未亡人Lilianは5年後に銀行家と結婚して、3児を得ます。
アングルシー侯爵のタイトルは、従兄弟に移り、第6代侯爵は「踊る侯爵」
の出版物を差し止めにしたそうな。不名誉だからかのぅ・・・。

続く第6代侯爵の長女、Lady Caroline Pagetは画家のRex Whistlerと
付き合っていたそうです。身分違いの鯉、いえ、恋!!わーっ

屋敷にはウィスラーが描いた、彼女のヌードもあります。(参照

残念ながら、この関係は画家の一人相撲に近いものであったみたい。
お嬢様より画家の愛の方が深かった。

画家はこの屋敷の食堂の壁を飾る仕事に着手します。(1936-7年頃)
それは見事な海の絵です。
写真に撮れないのが残念な感じ。(参照

絵のあちこちに、二人の愛の暗喩が散りばめられています。

時代のせいもあるかもですが、このお嬢様もセクスィーというよりは
ボーイッシュな感じ。
ウィスラーもなよっとしたタイプなのです。
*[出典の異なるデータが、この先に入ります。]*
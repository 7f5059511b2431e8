//! Rule Catalog error types

use thiserror::Error;

/// Errors raised while loading a Rule Catalog
///
/// None of these is fatal to an evaluation: the loader records each one as a
/// warning and either drops the offending entry or falls back to the
/// built-in default catalog.
#[derive(Error, Debug, Clone, PartialEq)]
pub enum CatalogError {
    /// Catalog text is not valid TOML or does not match the schema
    #[error("Config parse error: {0}")]
    ConfigParse(String),

    /// Two areas share a name
    #[error("Duplicate area '{0}': keeping the first definition")]
    DuplicateArea(String),

    /// An area has no keywords
    #[error("Area '{0}' has no keywords and was rejected")]
    EmptyKeywords(String),

    /// An area has a blank name
    #[error("Area at position {0} has an empty name and was rejected")]
    EmptyAreaName(usize),

    /// A path glob does not compile
    #[error("Area '{area}': invalid path glob '{glob}': {reason}")]
    InvalidGlob {
        /// Area holding the glob
        area: String,
        /// The glob text
        glob: String,
        /// Why it failed to compile
        reason: String,
    },

    /// Duplicate band cut-points or similarity thresholds are inconsistent
    #[error("Invalid thresholds: {0}")]
    InvalidThresholds(String),

    /// Catalog could not be rendered back to TOML
    #[error("Serialization error: {0}")]
    Serialize(String),
}

impl From<toml::de::Error> for CatalogError {
    fn from(e: toml::de::Error) -> Self {
        CatalogError::ConfigParse(e.to_string())
    }
}

impl From<toml::ser::Error> for CatalogError {
    fn from(e: toml::ser::Error) -> Self {
        CatalogError::Serialize(e.to_string())
    }
}
//! Catalog command implementation.

use super::read_catalog;
use crate::cli::{CatalogAction, CatalogArgs};
use crate::error::{CliError, Result};
use crate::output::Formatter;
use std::path::Path;
use triage_catalog::RuleCatalog;

/// Execute a catalog action.
pub fn execute_catalog(args: CatalogArgs, formatter: &Formatter) -> Result<()> {
    match args.action {
        CatalogAction::Check { catalog, strict } => {
            let loaded = check_catalog(catalog.as_deref(), strict)?;
            println!("{}", formatter.format_catalog(&loaded)?);
        }
        CatalogAction::Default => {
            print!("{}", RuleCatalog::built_in().to_toml()?);
        }
    }

    Ok(())
}

/// Load a catalog file; in strict mode any problem is an error
pub fn check_catalog(path: Option<&Path>, strict: bool) -> Result<RuleCatalog> {
    let source = read_catalog(path)?;

    if !strict {
        return Ok(RuleCatalog::load(source.as_deref()));
    }

    let catalog = match source {
        Some(text) => RuleCatalog::from_toml(&text)?,
        None => RuleCatalog::built_in(),
    };
    if !catalog.warnings.is_empty() {
        return Err(CliError::InvalidInput(catalog.warnings.join("; ")));
    }
    Ok(catalog)
}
(この集団ですから・・・)
なーんかね、どうなの・・・?

ウィスラーはお譲様との別れの後、モティスフォントの改装を手がけ、
その後に軍隊へ志願します。
時はあたかも第二次世界大戦中。
そして迎えるD-DAY

戦場ではかなく彼は散ります。

一方、カロラインお嬢様は1949年、第3代准男爵Sir Michael Duffの後妻に
収まります。
この二人、bisexualityの仮面夫婦(?)だったみたいです。
後に養子が暴露しています・・・。

ま、誰も幸せにはならなかったという哀しい顛末。
愛は消えうせたけど、芸術は残ったとも言える。

屋敷内に残る、ウィスラーとカロラインの愛の奇跡(?)。
彼から彼女へのラヴレターも展示されてます、読むと哀れになるけど。。。